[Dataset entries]
=== Section Start ===

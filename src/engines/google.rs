//! Google search.

use chrono::NaiveDate;

use crate::extract::ResultSelectors;
use crate::{EngineOptions, Query, Result};

use super::{absolute_link, search_url, Provider};

/// Google search provider.
pub struct Google;

const SELECTORS: ResultSelectors = ResultSelectors {
    results: "div.g",
    title: &["h3"],
    link: &["a[href]"],
    snippet: &["div.VwiC3b", "div[data-sncf]", "span.aCOpRe"],
    snippet_required: false,
    captcha: "form#captcha-form, div#recaptcha, iframe[src*=\"recaptcha\"]",
};

fn us_date(date: &NaiveDate) -> String {
    date.format("%-m/%-d/%Y").to_string()
}

impl Provider for Google {
    fn name(&self) -> &'static str {
        "google"
    }

    fn default_options(&self) -> EngineOptions {
        EngineOptions::new(3_000, 2, 3_000, 20_000)
    }

    fn build_url(&self, query: &Query) -> Result<String> {
        let mut params = vec![
            ("start", query.page_offset(10)?.to_string()),
            ("hl", "en".to_string()),
        ];
        if let Some(interval) = &query.date_interval {
            params.push((
                "tbs",
                format!(
                    "cdr:1,cd_min:{},cd_max:{}",
                    us_date(&interval.from),
                    us_date(&interval.to)
                ),
            ));
        }
        search_url(
            "https://www.google.com/search",
            "q",
            &query.composed_text(),
            &params,
        )
    }

    fn selectors(&self) -> &ResultSelectors {
        &SELECTORS
    }

    /// Unwraps `/url?q=` redirects and drops other Google-internal links.
    fn normalize_link(&self, href: &str) -> Option<String> {
        let href = href.trim();
        if let Some(rest) = href.strip_prefix("/url?q=") {
            let target = rest.split('&').next().unwrap_or(rest);
            let decoded = urlencoding::decode(target).ok()?;
            return absolute_link(&decoded);
        }
        absolute_link(href)
    }
}

#[cfg(test)]
mod tests {
    use super::*;
    use crate::engines::test_support::param;
    use crate::extract::{extract_document, has_marker};
    use crate::{DateInterval, SearchError};

    #[test]
    fn test_build_url_pagination() {
        let first = Google.build_url(&Query::new("cat")).unwrap();
        assert_eq!(param(&first, "start").as_deref(), Some("0"));
        assert_eq!(param(&first, "hl").as_deref(), Some("en"));

        let second = Google.build_url(&Query::new("cat").with_page(2)).unwrap();
        assert_eq!(param(&second, "start").as_deref(), Some("10"));
        assert_eq!(param(&second, "q").as_deref(), Some("cat"));
    }

    #[test]
    fn test_build_url_rejects_overflowing_page() {
        let err = Google
            .build_url(&Query::new("cat").with_page(u32::MAX))
            .unwrap_err();
        assert!(matches!(err, SearchError::InvalidRequest(_)));
    }

    #[test]
    fn test_build_url_date_interval() {
        let query = Query::new("cat")
            .with_date_interval(DateInterval::parse("20240105..20240220").unwrap());
        let url = Google.build_url(&query).unwrap();
        assert_eq!(
            param(&url, "tbs").as_deref(),
            Some("cdr:1,cd_min:1/5/2024,cd_max:2/20/2024")
        );
    }

    #[test]
    fn test_normalize_link() {
        assert_eq!(
            Google
                .normalize_link("/url?q=https://example.com/page&sa=U")
                .as_deref(),
            Some("https://example.com/page")
        );
        assert_eq!(
            Google.normalize_link("/url?q=https%3A%2F%2Fexample.com%2Fa%3Fb%3D1&sa=U").as_deref(),
            Some("https://example.com/a?b=1")
        );
        assert_eq!(Google.normalize_link("/search?q=related"), None);
        assert_eq!(
            Google.normalize_link("https://www.rust-lang.org/").as_deref(),
            Some("https://www.rust-lang.org/")
        );
    }

    #[test]
    fn test_parse_results() {
        let html = r#"
            <div class="g">
                <a href="https://www.rust-lang.org/"><h3>Rust Programming Language</h3></a>
                <div class="VwiC3b">A language empowering everyone</div>
            </div>
            <div class="g">
                <a href="/url?q=https://doc.rust-lang.org/book/&sa=U"><h3>The Book</h3></a>
            </div>
            <div class="g"><a href="https://example.com">No h3 here</a></div>
        "#;
        let results =
            extract_document(html, Google.selectors(), &|h| Google.normalize_link(h)).unwrap();
        assert_eq!(results.len(), 2);
        assert_eq!(results[0].title, "Rust Programming Language");
        assert_eq!(results[0].description, "A language empowering everyone");
        assert_eq!(results[1].url, "https://doc.rust-lang.org/book/");
    }

    #[test]
    fn test_captcha_marker() {
        let html = r#"<form id="captcha-form"><div id="recaptcha"></div></form>"#;
        assert!(has_marker(html, Google.selectors().captcha));
        assert!(!has_marker("<div class='g'></div>", Google.selectors().captcha));
    }
}
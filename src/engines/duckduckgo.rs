//! DuckDuckGo search, via the JavaScript-free HTML endpoint.

use crate::extract::ResultSelectors;
use crate::{EngineOptions, Query, Result};

use super::{absolute_link, ignore_date_interval, search_url, Provider};

const REDIRECT_PREFIX: &str = "//duckduckgo.com/l/?";

/// DuckDuckGo search provider.
pub struct DuckDuckGo;

const SELECTORS: ResultSelectors = ResultSelectors {
    results: "div.result",
    title: &["a.result__a", ".result__title a"],
    link: &[],
    snippet: &[".result__snippet"],
    snippet_required: false,
    captcha: "div.anomaly-modal__modal, form#challenge-form",
};

/// Extracts the target of a `//duckduckgo.com/l/?uddg=...` redirect.
fn decode_redirect(href: &str) -> Option<String> {
    let query = href
        .strip_prefix(REDIRECT_PREFIX)
        .or_else(|| href.strip_prefix(&REDIRECT_PREFIX[2..]))
        .or_else(|| href.strip_prefix("https://duckduckgo.com/l/?"))?;
    let encoded = query
        .split('&')
        .find_map(|pair| pair.strip_prefix("uddg="))?;
    urlencoding::decode(encoded).ok().map(|s| s.into_owned())
}

impl Provider for DuckDuckGo {
    fn name(&self) -> &'static str {
        "duckduckgo"
    }

    fn default_options(&self) -> EngineOptions {
        EngineOptions::new(1_500, 3, 3_000, 15_000)
    }

    fn build_url(&self, query: &Query) -> Result<String> {
        ignore_date_interval(self.name(), query);
        search_url(
            "https://html.duckduckgo.com/html/",
            "q",
            &query.composed_text(),
            &[("s", query.page_offset(30)?.to_string())],
        )
    }

    fn selectors(&self) -> &ResultSelectors {
        &SELECTORS
    }

    fn normalize_link(&self, href: &str) -> Option<String> {
        let href = href.trim();
        match decode_redirect(href) {
            Some(target) => absolute_link(&target),
            None => absolute_link(href),
        }
    }
}

#[cfg(test)]
mod tests {
    use super::*;
    use crate::engines::test_support::param;
    use crate::extract::extract_document;

    #[test]
    fn test_build_url() {
        let url = DuckDuckGo.build_url(&Query::new("cat")).unwrap();
        assert!(url.starts_with("https://html.duckduckgo.com/html/?"));
        assert_eq!(param(&url, "s").as_deref(), Some("0"));
        let url = DuckDuckGo.build_url(&Query::new("cat").with_page(2)).unwrap();
        assert_eq!(param(&url, "s").as_deref(), Some("30"));
    }

    #[test]
    fn test_build_url_rejects_overflowing_page() {
        let err = DuckDuckGo
            .build_url(&Query::new("cat").with_page(u32::MAX))
            .unwrap_err();
        assert!(matches!(err, crate::SearchError::InvalidRequest(_)));
    }

    #[test]
    fn test_decode_redirect() {
        assert_eq!(
            DuckDuckGo
                .normalize_link("//duckduckgo.com/l/?uddg=https%3A%2F%2Fexample.com%2Fpage&rut=abc")
                .as_deref(),
            Some("https://example.com/page")
        );
        assert_eq!(
            DuckDuckGo
                .normalize_link("https://duckduckgo.com/l/?uddg=https%3A%2F%2Fexample.com")
                .as_deref(),
            Some("https://example.com")
        );
        assert_eq!(
            DuckDuckGo.normalize_link("https://direct.example.com").as_deref(),
            Some("https://direct.example.com")
        );
        assert_eq!(DuckDuckGo.normalize_link("//duckduckgo.com/l/?rut=abc"), None);
    }

    #[test]
    fn test_parse_results() {
        let html = r#"
            <div class="result">
                <h2 class="result__title"><a class="result__a" href="//duckduckgo.com/l/?uddg=https%3A%2F%2Fexample.com&rut=x">Example  Title</a></h2>
                <a class="result__snippet">Snippet text</a>
            </div>
            <div class="result"><h2 class="result__title"><a class="result__a" href="https://other.com">Other</a></h2></div>
        "#;
        let results = extract_document(html, DuckDuckGo.selectors(), &|h| {
            DuckDuckGo.normalize_link(h)
        })
        .unwrap();
        assert_eq!(results.len(), 2);
        assert_eq!(results[0].url, "https://example.com");
        assert_eq!(results[0].title, "Example Title");
        assert_eq!(results[0].description, "Snippet text");
    }
}
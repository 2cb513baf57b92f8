//! Raw HTTP transport with a browser-shaped TLS handshake.
//!
//! Search engines fingerprint the TLS ClientHello, so headers alone are not
//! enough to look like a browser. The client below offers Chrome's cipher
//! suite order, key exchange groups and ALPN list instead of the rustls
//! defaults.
//!
//! This is an approximation. rustls decides the extension set and its order,
//! and sends no GREASE values, no certificate compression and no ALPS, so the
//! JA3/JA4 hash is still a rustls one rather than Chrome's.

use std::collections::HashMap;
use std::sync::{Arc, Mutex};
use std::time::Duration;

use async_trait::async_trait;
use reqwest::header::{HeaderMap, HeaderValue, ACCEPT, ACCEPT_LANGUAGE, USER_AGENT};
use reqwest::{Client, Proxy};
use rustls::client::danger::{HandshakeSignatureValid, ServerCertVerified, ServerCertVerifier};
use rustls::crypto::{ring, CryptoProvider, WebPkiSupportedAlgorithms};
use rustls::pki_types::{CertificateDer, ServerName, UnixTime};
use rustls::{ClientConfig, DigitallySignedStruct, RootCertStore, SignatureScheme};
use tracing::debug;

use crate::user_agent;
use crate::{Result, SearchError};

/// Fixed per-request timeout for raw mode.
pub const REQUEST_TIMEOUT: Duration = Duration::from_secs(10);

/// Status and body of a fetched page.
#[derive(Debug, Clone)]
pub struct RawResponse {
    pub status: u16,
    pub body: String,
}

impl RawResponse {
    pub fn is_success(&self) -> bool {
        (200..300).contains(&self.status)
    }
}

/// Fetches a URL and returns its body. The seam raw-mode engines use, so
/// tests can substitute canned pages.
#[async_trait]
pub trait Fetcher: Send + Sync {
    async fn fetch(&self, url: &str, proxy: Option<&str>, insecure: bool) -> Result<RawResponse>;
}

/// Cipher suites in the order Chrome offers them.
fn chrome_cipher_suites() -> Vec<rustls::SupportedCipherSuite> {
    use ring::cipher_suite::*;
    vec![
        TLS13_AES_128_GCM_SHA256,
        TLS13_AES_256_GCM_SHA384,
        TLS13_CHACHA20_POLY1305_SHA256,
        TLS_ECDHE_ECDSA_WITH_AES_128_GCM_SHA256,
        TLS_ECDHE_RSA_WITH_AES_128_GCM_SHA256,
        TLS_ECDHE_ECDSA_WITH_AES_256_GCM_SHA384,
        TLS_ECDHE_RSA_WITH_AES_256_GCM_SHA384,
        TLS_ECDHE_ECDSA_WITH_CHACHA20_POLY1305_SHA256,
        TLS_ECDHE_RSA_WITH_CHACHA20_POLY1305_SHA256,
    ]
}

/// Crypto provider shaped like Chrome's ClientHello.
pub fn chrome_provider() -> CryptoProvider {
    CryptoProvider {
        cipher_suites: chrome_cipher_suites(),
        kx_groups: vec![
            ring::kx_group::X25519,
            ring::kx_group::SECP256R1,
            ring::kx_group::SECP384R1,
        ],
        ..ring::default_provider()
    }
}

/// Accepts any server certificate. Only installed when the caller asked for
/// insecure mode.
#[derive(Debug)]
struct AcceptAnyCertificate {
    algorithms: WebPkiSupportedAlgorithms,
}

impl ServerCertVerifier for AcceptAnyCertificate {
    fn verify_server_cert(
        &self,
        _end_entity: &CertificateDer<'_>,
        _intermediates: &[CertificateDer<'_>],
        _server_name: &ServerName<'_>,
        _ocsp_response: &[u8],
        _now: UnixTime,
    ) -> std::result::Result<ServerCertVerified, rustls::Error> {
        Ok(ServerCertVerified::assertion())
    }

    fn verify_tls12_signature(
        &self,
        message: &[u8],
        cert: &CertificateDer<'_>,
        dss: &DigitallySignedStruct,
    ) -> std::result::Result<HandshakeSignatureValid, rustls::Error> {
        rustls::crypto::verify_tls12_signature(message, cert, dss, &self.algorithms)
    }

    fn verify_tls13_signature(
        &self,
        message: &[u8],
        cert: &CertificateDer<'_>,
        dss: &DigitallySignedStruct,
    ) -> std::result::Result<HandshakeSignatureValid, rustls::Error> {
        rustls::crypto::verify_tls13_signature(message, cert, dss, &self.algorithms)
    }

    fn supported_verify_schemes(&self) -> Vec<SignatureScheme> {
        self.algorithms.supported_schemes()
    }
}

/// Builds the rustls client configuration used by raw mode.
pub fn tls_config(insecure: bool) -> Result<ClientConfig> {
    let provider = chrome_provider();
    let algorithms = provider.signature_verification_algorithms;
    let builder = ClientConfig::builder_with_provider(Arc::new(provider))
        .with_protocol_versions(&[&rustls::version::TLS13, &rustls::version::TLS12])
        .map_err(|e| SearchError::RawRequest(format!("TLS setup failed: {}", e)))?;

    let mut config = if insecure {
        builder
            .dangerous()
            .with_custom_certificate_verifier(Arc::new(AcceptAnyCertificate { algorithms }))
            .with_no_client_auth()
    } else {
        let roots = RootCertStore::from_iter(webpki_roots::TLS_SERVER_ROOTS.iter().cloned());
        builder.with_root_certificates(roots).with_no_client_auth()
    };
    config.alpn_protocols = vec![b"h2".to_vec(), b"http/1.1".to_vec()];
    Ok(config)
}

fn browser_headers() -> HeaderMap {
    let mut headers = HeaderMap::new();
    headers.insert(
        ACCEPT,
        HeaderValue::from_static(
            "text/html,application/xhtml+xml,application/xml;q=0.9,image/avif,image/webp,*/*;q=0.8",
        ),
    );
    headers.insert(ACCEPT_LANGUAGE, HeaderValue::from_static("en-US,en;q=0.9"));
    headers.insert("Upgrade-Insecure-Requests", HeaderValue::from_static("1"));
    headers
}

type ClientKey = (Option<String>, bool);

/// reqwest-backed transport. One client is built per (proxy, insecure) pair
/// and reused for later requests.
pub struct RawTransport {
    clients: Mutex<HashMap<ClientKey, Client>>,
    timeout: Duration,
}

impl RawTransport {
    pub fn new() -> Self {
        Self::with_timeout(REQUEST_TIMEOUT)
    }

    pub fn with_timeout(timeout: Duration) -> Self {
        Self {
            clients: Mutex::new(HashMap::new()),
            timeout,
        }
    }

    pub fn timeout(&self) -> Duration {
        self.timeout
    }

    fn client(&self, proxy: Option<&str>, insecure: bool) -> Result<Client> {
        let key = (proxy.map(str::to_string), insecure);
        let mut clients = self
            .clients
            .lock()
            .map_err(|_| SearchError::RawRequest("client cache poisoned".to_string()))?;
        if let Some(client) = clients.get(&key) {
            return Ok(client.clone());
        }

        let mut builder = Client::builder()
            .use_preconfigured_tls(tls_config(insecure)?)
            .default_headers(browser_headers())
            .timeout(self.timeout)
            .gzip(true)
            .brotli(true);
        if let Some(proxy) = proxy {
            builder = builder.proxy(Proxy::all(proxy)?);
        }
        let client = builder.build()?;
        debug!(proxy = ?proxy, insecure, "Built raw transport client");
        clients.insert(key, client.clone());
        Ok(client)
    }

    #[cfg(test)]
    fn cached_clients(&self) -> usize {
        self.clients.lock().map(|c| c.len()).unwrap_or(0)
    }
}

impl Default for RawTransport {
    fn default() -> Self {
        Self::new()
    }
}

#[async_trait]
impl Fetcher for RawTransport {
    async fn fetch(&self, url: &str, proxy: Option<&str>, insecure: bool) -> Result<RawResponse> {
        let client = self.client(proxy, insecure)?;
        let response = client
            .get(url)
            .header(USER_AGENT, user_agent::random())
            .send()
            .await?;
        let status = response.status().as_u16();
        let body = response.text().await?;
        debug!(url, status, bytes = body.len(), "Raw request complete");
        Ok(RawResponse { status, body })
    }
}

=== Section End ===

### Required action
Scan the records above for the string "recaptcha", then copy each line where it turns up.

### Response to this exercise
    captcha: "form#captcha-form, div#recaptcha, iframe[src*=\"recaptcha\"]",
        let html = r#"<form id="captcha-form"><div id="recaptcha"></div></form>"#;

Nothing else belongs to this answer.